According to a recent news article from CBS Local Los Angeles, workers at Disneyland Resort are organizing demonstrations to protest what they are calling unfairly low wages. This demonstration involves a protest outside of the resort and the presentment of a petition to the company CEO demanding higher wages for their hard work for the amusement park.
A representative for the workers said their petition contains over 117,000 signatures and it began circulating when United States Senator Bernie Sanders was in Anaheim to discuss the wage issue there and other wage issues across the nation. Higher wages for working Americans has been one of the main issues for Mr. Sanders during his bid for the 2016 Democratic presidential nomination and he has continued his efforts on this front as a senator when he lost in primaries to Hillary Clinton.
In addition to the petition, and words from Mr. Sanders, the pay at the resort was brought to the forefront of local and national discourse when Occidental College and a partner agency released a report claiming that ten percent of workers there are homeless during at least some point of the course of their employment and more than 60 percent of their workers cannot afford to purchase enough food on which to live.
A group of labor unions representing the collective workers at the resort are seeking to get a measure on the ballot in the upcoming election that would require any employer seeking public subsidy money to pay their employees at least $15 per hour in 2019, and then increase in $1 per hour increments annually until the minimum wage reaches $18 an hour for these employees. This number was not chosen at random as research has found this is the actual minimum hourly wage a worker in this area can earn and survive given the high cost of living.

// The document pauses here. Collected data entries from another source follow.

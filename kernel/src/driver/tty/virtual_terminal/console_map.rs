//! 字符集翻译表以及 unicode -> 字形 的映射
//!
//! 参考 linux-2.4/drivers/char/consolemap.c

use std::sync::Arc;

use hashbrown::HashMap;

use crate::libs::spinlock::SpinLock;

/// 翻译表大小
pub const E_TABSZ: usize = 256;
/// 直接访问字体的unicode区段起点
pub const UNI_DIRECT_BASE: u32 = 0xf000;
pub const UNI_DIRECT_MASK: u32 = 0x01ff;
/// 非法UTF-8序列的替代字符
pub const UNI_REPLACEMENT: u32 = 0xfffd;

/// 用户可以通过 PIO_SCRNMAP 修改的翻译表，同一个显示设备上的控制台共享
pub type UserTranslation = Arc<SpinLock<[u16; E_TABSZ]>>;

pub fn new_user_translation() -> UserTranslation {
    let mut map = [0u16; E_TABSZ];
    for (i, v) in map.iter_mut().enumerate() {
        *v = (UNI_DIRECT_BASE as usize | i) as u16;
    }
    Arc::new(SpinLock::new(map))
}

/// G0/G1可以指定的字符集
#[derive(Debug, Clone, Copy, PartialEq, Eq, Default)]
pub enum TranslationMapType {
    /// ISO 8859-1
    #[default]
    Lat1,
    /// VT100 线框字符
    Graf,
    /// IBM PC 代码页 437
    IbmPc,
    /// 用户定义
    User,
}

impl TranslationMapType {
    /// ESC ( x / ESC ) x 中的字符
    pub fn from_designator(ch: u8) -> Option<Self> {
        match ch {
            b'0' => Some(Self::Graf),
            b'B' => Some(Self::Lat1),
            b'U' => Some(Self::IbmPc),
            b'K' => Some(Self::User),
            _ => None,
        }
    }

    /// 把一个8位字节翻译为unicode
    pub fn translate(&self, user: &UserTranslation, ch: u8) -> u32 {
        match self {
            TranslationMapType::Lat1 => ch as u32,
            TranslationMapType::Graf => graf_map(ch),
            TranslationMapType::IbmPc => CP437[ch as usize] as u32,
            TranslationMapType::User => user.lock()[ch as usize] as u32,
        }
    }
}

/// VT100 图形字符集，只有0x5f~0x7e与Latin-1不同
fn graf_map(ch: u8) -> u32 {
    const GRAF_HIGH: [u16; 32] = [
        0x00a0, 0x25c6, 0x2592, 0x2409, 0x240c, 0x240d, 0x240a, 0x00b0, 0x00b1, 0x2424, 0x240b,
        0x2518, 0x2510, 0x250c, 0x2514, 0x253c, 0x23ba, 0x23bb, 0x2500, 0x23bc, 0x23bd, 0x251c,
        0x2524, 0x2534, 0x252c, 0x2502, 0x2264, 0x2265, 0x03c0, 0x2260, 0x00a3, 0x00b7,
    ];
    match ch {
        0x5f..=0x7e => GRAF_HIGH[(ch - 0x5f) as usize] as u32,
        _ => ch as u32,
    }
}

/// 代码页437，下标是字形编号，值是该字形对应的unicode
#[rustfmt::skip]
pub const CP437: [u16; 256] = [
    0x0000, 0x263a, 0x263b, 0x2665, 0x2666, 0x2663, 0x2660, 0x2022,
    0x25d8, 0x25cb, 0x25d9, 0x2642, 0x2640, 0x266a, 0x266b, 0x263c,
    0x25b6, 0x25c0, 0x2195, 0x203c, 0x00b6, 0x00a7, 0x25ac, 0x21a8,
    0x2191, 0x2193, 0x2192, 0x2190, 0x221f, 0x2194, 0x25b2, 0x25bc,
    0x0020, 0x0021, 0x0022, 0x0023, 0x0024, 0x0025, 0x0026, 0x0027,
    0x0028, 0x0029, 0x002a, 0x002b, 0x002c, 0x002d, 0x002e, 0x002f,
    0x0030, 0x0031, 0x0032, 0x0033, 0x0034, 0x0035, 0x0036, 0x0037,
    0x0038, 0x0039, 0x003a, 0x003b, 0x003c, 0x003d, 0x003e, 0x003f,
    0x0040, 0x0041, 0x0042, 0x0043, 0x0044, 0x0045, 0x0046, 0x0047,
    0x0048, 0x0049, 0x004a, 0x004b, 0x004c, 0x004d, 0x004e, 0x004f,
    0x0050, 0x0051, 0x0052, 0x0053, 0x0054, 0x0055, 0x0056, 0x0057,
    0x0058, 0x0059, 0x005a, 0x005b, 0x005c, 0x005d, 0x005e, 0x005f,
    0x0060, 0x0061, 0x0062, 0x0063, 0x0064, 0x0065, 0x0066, 0x0067,
    0x0068, 0x0069, 0x006a, 0x006b, 0x006c, 0x006d, 0x006e, 0x006f,
    0x0070, 0x0071, 0x0072, 0x0073, 0x0074, 0x0075, 0x0076, 0x0077,
    0x0078, 0x0079, 0x007a, 0x007b, 0x007c, 0x007d, 0x007e, 0x2302,
    0x00c7, 0x00fc, 0x00e9, 0x00e2, 0x00e4, 0x00e0, 0x00e5, 0x00e7,
    0x00ea, 0x00eb, 0x00e8, 0x00ef, 0x00ee, 0x00ec, 0x00c4, 0x00c5,
    0x00c9, 0x00e6, 0x00c6, 0x00f4, 0x00f6, 0x00f2, 0x00fb, 0x00f9,
    0x00ff, 0x00d6, 0x00dc, 0x00a2, 0x00a3, 0x00a5, 0x20a7, 0x0192,
    0x00e1, 0x00ed, 0x00f3, 0x00fa, 0x00f1, 0x00d1, 0x00aa, 0x00ba,
    0x00bf, 0x2310, 0x00ac, 0x00bd, 0x00bc, 0x00a1, 0x00ab, 0x00bb,
    0x2591, 0x2592, 0x2593, 0x2502, 0x2524, 0x2561, 0x2562, 0x2556,
    0x2555, 0x2563, 0x2551, 0x2557, 0x255d, 0x255c, 0x255b, 0x2510,
    0x2514, 0x2534, 0x252c, 0x251c, 0x2500, 0x253c, 0x255e, 0x255f,
    0x255a, 0x2554, 0x2569, 0x2566, 0x2560, 0x2550, 0x256c, 0x2567,
    0x2568, 0x2564, 0x2565, 0x2559, 0x2558, 0x2552, 0x2553, 0x256b,
    0x256a, 0x2518, 0x250c, 0x2588, 0x2584, 0x258c, 0x2590, 0x2580,
    0x03b1, 0x00df, 0x0393, 0x03c0, 0x03a3, 0x03c3, 0x00b5, 0x03c4,
    0x03a6, 0x0398, 0x03a9, 0x03b4, 0x221e, 0x03c6, 0x03b5, 0x2229,
    0x2261, 0x00b1, 0x2265, 0x2264, 0x2320, 0x2321, 0x00f7, 0x2248,
    0x00b0, 0x2219, 0x00b7, 0x221a, 0x207f, 0x00b2, 0x25a0, 0x00a0,
];

lazy_static! {
    /// 默认字体(cp437)的 unicode -> 字形 映射
    static ref DEFAULT_UNIMAP: HashMap<u32, u16> = {
        let mut map = HashMap::with_capacity(300);
        for (glyph, uni) in CP437.iter().enumerate() {
            map.entry(*uni as u32).or_insert(glyph as u16);
        }
        // 字体里没有的常见字符，找一个样子相近的字形
        let aliases: [(u32, u8); 8] = [
            (0x00b7, 0xfa), // ·
            (0x2014, 0xc4), // EM DASH
            (0x2013, 0xc4), // –
            (0x00a6, 0xb3), // ¦
            (0x03b2, 0xe1), // β
            (0x2208, 0xee), // ∈
            (0x25c6, 0x04), // ◆
            (0x2126, 0xea), // Ω
        ];
        for (uni, glyph) in aliases {
            map.entry(uni).or_insert(glyph as u16);
        }
        map
    };
}

/// 把unicode转为默认字体中的字形编号，字体中没有该字符时返回None
pub fn conv_uni_to_pc(uni: u32) -> Option<u16> {
    // 直接访问字体的区段
    if uni & !UNI_DIRECT_MASK == UNI_DIRECT_BASE {
        return Some((uni & UNI_DIRECT_MASK) as u16);
    }
    DEFAULT_UNIMAP.get(&uni).copied()
}

/// 字形编号对应的字符，用于选区复制
pub fn glyph_to_char(glyph: u16) -> char {
    let uni = CP437[(glyph & 0xff) as usize] as u32;
    match uni {
        0 => ' ',
        _ => char::from_u32(uni).unwrap_or('?'),
    }
}

/// PIO_SCRNMAP：8位的用户翻译表，值是字体中的位置
pub fn con_set_trans_old(user: &UserTranslation, table: &[u8; E_TABSZ]) {
    let mut map = user.lock();
    for (dst, src) in map.iter_mut().zip(table.iter()) {
        *dst = (UNI_DIRECT_BASE | *src as u32) as u16;
    }
}

/// GIO_SCRNMAP：无法用8位表示的项返回0
pub fn con_get_trans_old(user: &UserTranslation) -> [u8; E_TABSZ] {
    let map = user.lock();
    let mut ret = [0u8; E_TABSZ];
    for (dst, src) in ret.iter_mut().zip(map.iter()) {
        *dst = match conv_uni_to_pc(*src as u32) {
            Some(glyph) if glyph <= 0xff => glyph as u8,
            _ => 0,
        };
    }
    ret
}

/// PIO_UNISCRNMAP
pub fn con_set_trans_new(user: &UserTranslation, table: &[u16; E_TABSZ]) {
    user.lock().copy_from_slice(table);
}

/// GIO_UNISCRNMAP
pub fn con_get_trans_new(user: &UserTranslation) -> [u16; E_TABSZ] {
    *user.lock()
}

#[cfg(test)]
mod tests {
    use super::*;

    #[test]
    fn test_ascii_identity() {
        let user = new_user_translation();
        for ch in 0x20u8..0x7f {
            let uni = TranslationMapType::Lat1.translate(&user, ch);
            assert_eq!(conv_uni_to_pc(uni), Some(ch as u16));
        }
    }

    #[test]
    fn test_latin1_to_cp437() {
        let user = new_user_translation();
        let uni = TranslationMapType::Lat1.translate(&user, 0xe9);
        assert_eq!(uni, 0xe9);
        // é 在cp437中位于0x82
        assert_eq!(conv_uni_to_pc(uni), Some(0x82));
        assert_eq!(glyph_to_char(0x82), 'é');
    }

    #[test]
    fn test_graf_line_drawing() {
        let user = new_user_translation();
        let uni = TranslationMapType::Graf.translate(&user, b'q');
        assert_eq!(uni, 0x2500);
        assert_eq!(conv_uni_to_pc(uni), Some(0xc4));
        // 0x5f以下与Latin-1相同
        assert_eq!(TranslationMapType::Graf.translate(&user, b'A'), b'A' as u32);
    }

    #[test]
    fn test_direct_font_zone() {
        assert_eq!(conv_uni_to_pc(0xf0b3), Some(0xb3));
        assert_eq!(conv_uni_to_pc(0x4e2d), None);
    }

    #[test]
    fn test_user_map() {
        let user = new_user_translation();
        let mut table = [0u8; E_TABSZ];
        for (i, v) in table.iter_mut().enumerate() {
            *v = i as u8;
        }
        table[b'a' as usize] = b'b';
        con_set_trans_old(&user, &table);
        let uni = TranslationMapType::User.translate(&user, b'a');
        assert_eq!(conv_uni_to_pc(uni), Some(b'b' as u16));
        assert_eq!(con_get_trans_old(&user)[b'a' as usize], b'b');
    }
}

One worker who was interviewed as part of this story has said he was unable to afford a car and fix his roof, but had to choose a car because without it, he could not get to work and earn any money. This is clearly a choice in which nobody whats to find themselves.
As our Orange County employment lawyers can explain, regardless of what the legal minimum wage is, there are many employers who are refusing to provide their employees with pay for all hours for which they actually worked, and this includes not paying an employee for all of the overtime hours during which they worked in any given week. This is commonly known as a wage/hour dispute and can be a valid basis for filing a complaint against your employer with a government agency or a legal action in the appropriate court of law for that jurisdiction.
One of the most important things a worker can do who finds themselves in this situation is to speak with an experienced employment attorney as soon as possible to see if they have a valid claim. It is helpful to bring a copy of your work schedule and any other documentation you may have to your initial consultation to aid your prospective employment attorney in advising you as to whether you have a strong case.
Contact the employment attorneys at Nassiri Law Group, practicing in Orange County, Riverside and Los Angeles. Call 949.375.4734.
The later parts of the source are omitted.